Melissa explained, “It’s a pretty nice set up for someone just starting out because I have everything that I need: wheels, kilns, glaze ingredients. The only thing I have to buy is my clay.”

Prior to studying at Sheridan, Melissa studied fine art in Red Deer College in Alberta.

Currently at MERA she is producing a line of wheel-thrown, functional red earthenware: mugs, bowls, cups, plates, platters, jars, baskets and flower bricks.

She covers the surfaces of her pieces with a creamy white slip and commercial underglazes, and using scraffitto tools, carves drawings into them. Melissa explained her approach to surface decoration: “I like colorful things and I’m using plant imagery and I think a lot about patterns and breaking up the surface.” Carrots, insects along with other flora and fauna appear to be a favorite subject.

Since arriving at MERA Melissa has taken up residence with the Furlong-Brownlees at their organic farm called Elphin Gold.

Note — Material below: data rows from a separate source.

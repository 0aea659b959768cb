//! Device and link bookkeeping.
//!
//! Every topology owns a `LinkGraph`: a flat device table where each device
//! keeps its outgoing links keyed by destination.

use std::collections::BTreeMap;

use super::types::{Bandwidth, DeviceId, Latency, TopologyError};

/// A directed physical link
#[derive(Debug, Clone, Copy, PartialEq)]
pub struct Link {
    pub bandwidth: Bandwidth,
    pub latency: Latency,
}

/// A simulated endpoint (NPU or switch)
#[derive(Debug, Clone, Default)]
pub struct Device {
    id: DeviceId,
    links: BTreeMap<DeviceId, Link>,
}

impl Device {
    pub fn new(id: DeviceId) -> Self {
        Self {
            id,
            links: BTreeMap::new(),
        }
    }

    pub fn id(&self) -> DeviceId {
        self.id
    }

    pub fn is_connected(&self, dst: DeviceId) -> bool {
        self.links.contains_key(&dst)
    }

    pub fn link_to(&self, dst: DeviceId) -> Option<&Link> {
        self.links.get(&dst)
    }

    pub fn out_degree(&self) -> usize {
        self.links.len()
    }
}

/// Device table plus directed links
#[derive(Debug, Clone, Default)]
pub struct LinkGraph {
    devices: Vec<Device>,
}

impl LinkGraph {
    pub fn new(devices_count: usize) -> Self {
        Self {
            devices: (0..devices_count).map(Device::new).collect(),
        }
    }

    pub fn devices_count(&self) -> usize {
        self.devices.len()
    }

    pub fn device(&self, id: DeviceId) -> Option<&Device> {
        self.devices.get(id)
    }

    /// Connect src -> dst (and dst -> src when bidirectional).
    ///
    /// Connecting an already existing link is a contract failure.
    pub fn connect(
        &mut self,
        src: DeviceId,
        dst: DeviceId,
        bandwidth: Bandwidth,
        latency: Latency,
        bidirectional: bool,
    ) -> Result<(), TopologyError> {
        self.connect_one(src, dst, bandwidth, latency)?;
        if bidirectional {
            self.connect_one(dst, src, bandwidth, latency)?;
        }
        Ok(())
    }

    fn connect_one(
        &mut self,
        src: DeviceId,
        dst: DeviceId,
        bandwidth: Bandwidth,
        latency: Latency,
    ) -> Result<(), TopologyError> {
        let count = self.devices.len();
        if dst >= count {
            return Err(TopologyError::UnknownDevice { device: dst, count });
        }
        let device = self
            .devices
            .get_mut(src)
            .ok_or(TopologyError::UnknownDevice { device: src, count })?;
        if device.is_connected(dst) {
            return Err(TopologyError::DuplicateLink { src, dst });
        }
        device.links.insert(dst, Link { bandwidth, latency });
        Ok(())
    }

    pub fn is_connected(&self, src: DeviceId, dst: DeviceId) -> bool {
        self.devices
            .get(src)
            .map_or(false, |device| device.is_connected(dst))
    }

    pub fn link(&self, src: DeviceId, dst: DeviceId) -> Option<&Link> {
        self.devices.get(src).and_then(|device| device.link_to(dst))
    }

    /// Total number of directed links
    pub fn links_count(&self) -> usize {
        self.devices.iter().map(Device::out_degree).sum()
    }

    /// All directed links in (src, dst) order
    pub fn iter_links(&self) -> impl Iterator<Item = (DeviceId, DeviceId, &Link)> + '_ {
        self.devices
            .iter()
            .flat_map(|device| device.links.iter().map(move |(dst, link)| (device.id, *dst, link)))
    }
}

#[cfg(test)]
mod tests {
    use super::*;

    #[test]
    fn test_connect_bidirectional() {
        let mut graph = LinkGraph::new(3);
        graph.connect(0, 1, 50.0, 500.0, true).unwrap();

        assert!(graph.is_connected(0, 1));
        assert!(graph.is_connected(1, 0));
        assert!(!graph.is_connected(1, 2));
        assert_eq!(graph.links_count(), 2);
        assert_eq!(graph.link(0, 1).unwrap().bandwidth, 50.0);
    }

    #[test]
    fn test_duplicate_link_rejected() {
        let mut graph = LinkGraph::new(2);
        graph.connect(0, 1, 1.0, 0.0, false).unwrap();
        assert_eq!(
            graph.connect(0, 1, 1.0, 0.0, false),
            Err(TopologyError::DuplicateLink { src: 0, dst: 1 })
        );
    }

    #[test]
    fn test_unknown_device_rejected() {
        let mut graph = LinkGraph::new(2);
        assert!(matches!(
            graph.connect(0, 5, 1.0, 0.0, false),
            Err(TopologyError::UnknownDevice { device: 5, .. })
        ));
    }
}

She is working two days a week there in exchange for room and board and is finding the experience both interesting and inspiring. “I’m doing all sorts of wonderful farming things like gardening and driving the tractor.” Her farm experience is also directly affecting her ceramic work. Pat Furlong-Brownlee suggested that Melissa make a maple syrup pitcher, which she has since done with great success. “I decorate them with a maple leaf, using a sprig that I made from a tiny maple leaf that I picked when I first moved here in the spring.”

Melissa also has been pursuing other ideas that have been inspired by her new surroundings. “I want to do decorative tiles with images of the farm life on them, which will be a first for me.” She showed me a new tile that she is working on, with a low relief image of a rooster. “I really enjoy painting so I thought tiles would be good place to start. I plan to go out on the farm with my sketchbook and sit amongst the roosters and goats.”

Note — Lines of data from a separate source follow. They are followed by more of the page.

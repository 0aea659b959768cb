//! ns-3 topology export.
//!
//! Layout of the generated file:
//! ```text
//! <devices> <switches> <links>
//! <switch ids, space separated>
//! <src> <dst> <rate>Gbps <delay>ms 0
//! ...
//! ```
//! ns-3 links are full duplex, so a pair of opposite directed links with the
//! same parameters is written once.

use std::fs;
use std::path::Path;

use color_eyre::eyre::{Context, Result};

use super::builder::Topology;
use crate::utils::units::{format_gbps, format_ms};

/// Render the physical topology in ns-3 text format
pub fn to_ns3(topology: &Topology) -> String {
    let links = topology.links();
    let mut lines = Vec::new();
    for (src, dst, link) in links.iter_links() {
        if let Some(reverse) = links.link(dst, src) {
            if dst < src && reverse == link {
                continue;
            }
        }
        lines.push(format!(
            "{} {} {} {} 0",
            src,
            dst,
            format_gbps(link.bandwidth),
            format_ms(link.latency)
        ));
    }

    let switch_ids = topology.switch_ids();
    let mut output = String::new();
    output.push_str(&format!(
        "{} {} {}\n",
        topology.devices_count(),
        switch_ids.len(),
        lines.len()
    ));
    output.push_str(
        &switch_ids
            .iter()
            .map(|id| id.to_string())
            .collect::<Vec<_>>()
            .join(" "),
    );
    output.push('\n');
    for line in lines {
        output.push_str(&line);
        output.push('\n');
    }
    output
}

/// Write the ns-3 topology file
pub fn write_ns3(topology: &Topology, path: &Path) -> Result<()> {
    if let Some(parent) = path.parent() {
        if !parent.as_os_str().is_empty() {
            fs::create_dir_all(parent)
                .with_context(|| format!("Failed to create directory {}", parent.display()))?;
        }
    }
    fs::write(path, to_ns3(topology))
        .with_context(|| format!("Failed to write ns-3 topology to {}", path.display()))?;
    log::info!("Wrote ns-3 topology ({}) to {}", topology.describe(), path.display());
    Ok(())
}

#[cfg(test)]
mod tests {
    use super::*;
    use crate::topology::builder::construct_topology;
    use crate::topology::types::{AxisSpec, TopologyBuildingBlock};

    fn spec(block: TopologyBuildingBlock, npus_count: usize, bidirectional: bool) -> AxisSpec {
        AxisSpec {
            block,
            npus_count,
            bandwidth: 3.125,
            latency: 5000.0,
            bidirectional,
        }
    }

    #[test]
    fn test_unidirectional_ring() {
        let topology =
            construct_topology(&[spec(TopologyBuildingBlock::Ring, 4, false)]).unwrap();
        let expected = "4 0 4\n\n\
                        0 1 25Gbps 0.005ms 0\n\
                        1 2 25Gbps 0.005ms 0\n\
                        2 3 25Gbps 0.005ms 0\n\
                        3 0 25Gbps 0.005ms 0\n";
        assert_eq!(to_ns3(&topology), expected);
    }

    #[test]
    fn test_full_duplex_pairs_written_once() {
        let topology = construct_topology(&[spec(TopologyBuildingBlock::Switch, 3, true)]).unwrap();
        let output = to_ns3(&topology);
        let mut lines = output.lines();
        assert_eq!(lines.next(), Some("4 1 3"));
        assert_eq!(lines.next(), Some("3"));
        assert_eq!(lines.next(), Some("0 3 25Gbps 0.005ms 0"));
        assert_eq!(lines.count(), 2);
    }

    #[test]
    fn test_write_ns3() {
        let dir = tempfile::tempdir().unwrap();
        let path = dir.path().join("topo").join("ring.txt");
        let topology = construct_topology(&[spec(TopologyBuildingBlock::Ring, 8, true)]).unwrap();
        write_ns3(&topology, &path).unwrap();
        let written = fs::read_to_string(&path).unwrap();
        assert!(written.starts_with("8 0 8\n"));
    }
}
//! Bandwidth and latency unit handling.
//!
//! Internally bandwidth is GB/s (which is also bytes per ns) and latency is
//! ns. Configuration strings may carry a unit suffix.

use std::sync::LazyLock;

use regex::Regex;

/// Compiled patterns for quantity strings
pub struct UnitPatterns {
    /// Match: "50", "50GBps", "12.5 Gbps", "800MBps"
    pub bandwidth: Regex,
    /// Match: "500", "500ns", "1.5 us", "0.005ms", "1s"
    pub latency: Regex,
}

impl UnitPatterns {
    pub fn new() -> Self {
        Self {
            bandwidth: Regex::new(r"^\s*(\d+(?:\.\d+)?)\s*(GBps|GB/s|Gbps|MBps|MB/s|Mbps)?\s*$")
                .expect("Invalid bandwidth regex"),
            latency: Regex::new(r"^\s*(\d+(?:\.\d+)?)\s*(ns|us|ms|s)?\s*$")
                .expect("Invalid latency regex"),
        }
    }
}

impl Default for UnitPatterns {
    fn default() -> Self {
        Self::new()
    }
}

pub static UNIT_PATTERNS: LazyLock<UnitPatterns> = LazyLock::new(UnitPatterns::new);

/// Parse a bandwidth string into GB/s.
///
/// Supported suffixes:
/// - Gigabytes per second: "GBps", "GB/s" (also the default)
/// - Gigabits per second: "Gbps"
/// - Megabytes per second: "MBps", "MB/s"
/// - Megabits per second: "Mbps"
///
/// # Examples
/// ```
/// use collsim::utils::units::parse_bandwidth;
///
/// assert_eq!(parse_bandwidth("50"), Ok(50.0));
/// assert_eq!(parse_bandwidth("400Gbps"), Ok(50.0));
/// assert!(parse_bandwidth("fast").is_err());
/// ```
pub fn parse_bandwidth(value: &str) -> Result<f64, String> {
    let caps = UNIT_PATTERNS
        .bandwidth
        .captures(value)
        .ok_or_else(|| format!("Invalid bandwidth format: {}", value))?;
    let number: f64 = caps[1]
        .parse()
        .map_err(|e| format!("Invalid bandwidth number in '{}': {}", value, e))?;
    let divisor = match caps.get(2).map(|m| m.as_str()) {
        None | Some("GBps") | Some("GB/s") => 1.0,
        Some("Gbps") => 8.0,
        Some("MBps") | Some("MB/s") => 1e3,
        Some("Mbps") => 8e3,
        Some(other) => return Err(format!("Unknown bandwidth unit: {}", other)),
    };
    Ok(number / divisor)
}

/// Parse a latency string into ns.
///
/// A bare number is taken as ns; "us", "ms" and "s" suffixes are scaled.
///
/// # Examples
/// ```
/// use collsim::utils::units::parse_latency;
///
/// assert_eq!(parse_latency("500"), Ok(500.0));
/// assert_eq!(parse_latency("2us"), Ok(2000.0));
/// ```
pub fn parse_latency(value: &str) -> Result<f64, String> {
    let caps = UNIT_PATTERNS
        .latency
        .captures(value)
        .ok_or_else(|| format!("Invalid latency format: {}", value))?;
    let number: f64 = caps[1]
        .parse()
        .map_err(|e| format!("Invalid latency number in '{}': {}", value, e))?;
    let scale = match caps.get(2).map(|m| m.as_str()) {
        None | Some("ns") => 1.0,
        Some("us") => 1e3,
        Some("ms") => 1e6,
        Some("s") => 1e9,
        Some(other) => return Err(format!("Unknown latency unit: {}", other)),
    };
    Ok(number * scale)
}

/// GB/s rendered as an ns-3 data rate, e.g. `400Gbps`
pub fn format_gbps(bandwidth: f64) -> String {
    format!("{}Gbps", trim_float(bandwidth * 8.0))
}

/// ns rendered as an ns-3 delay, e.g. `0.005ms`
pub fn format_ms(latency: f64) -> String {
    format!("{}ms", trim_float(latency / 1e6))
}

/// Human-readable duration from ns
pub fn format_ns(ns: u64) -> String {
    match ns {
        0..=9_999 => format!("{} ns", ns),
        10_000..=9_999_999 => format!("{:.2} us", ns as f64 / 1e3),
        10_000_000..=9_999_999_999 => format!("{:.2} ms", ns as f64 / 1e6),
        _ => format!("{:.3} s", ns as f64 / 1e9),
    }
}

fn trim_float(value: f64) -> String {
    let text = format!("{:.9}", value);
    text.trim_end_matches('0').trim_end_matches('.').to_string()
}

As part of her residency, Melissa is offering introductory pottery classes at MERA, which is something she is enjoying. She also works as MERA’s ceramics technician and is available to MERA pottery members on Wednesdays during her open studio day.

Melissa's long-term goals are to keep on producing her work and to find local venues through which to sell it.

Ankaret Dean, artistic director at MERA, was the impetus behind both the weaving and pottery studios that were set up at the schoolhouse in 2001. She is overjoyed to have a young and spirited potter in residence.

According to Dean the MERA pottery studio has experienced a number of ups and downs over its history and fell into a rut for a while. One potter was let go after one year and there has not been someone to take over the position for a number of years.

In the winter of 2008 Ankaret suggested looking for a new graduate and it seems as though her long-time hopes of creating a lively and vibrant pottery studio at MERA are finally being realized.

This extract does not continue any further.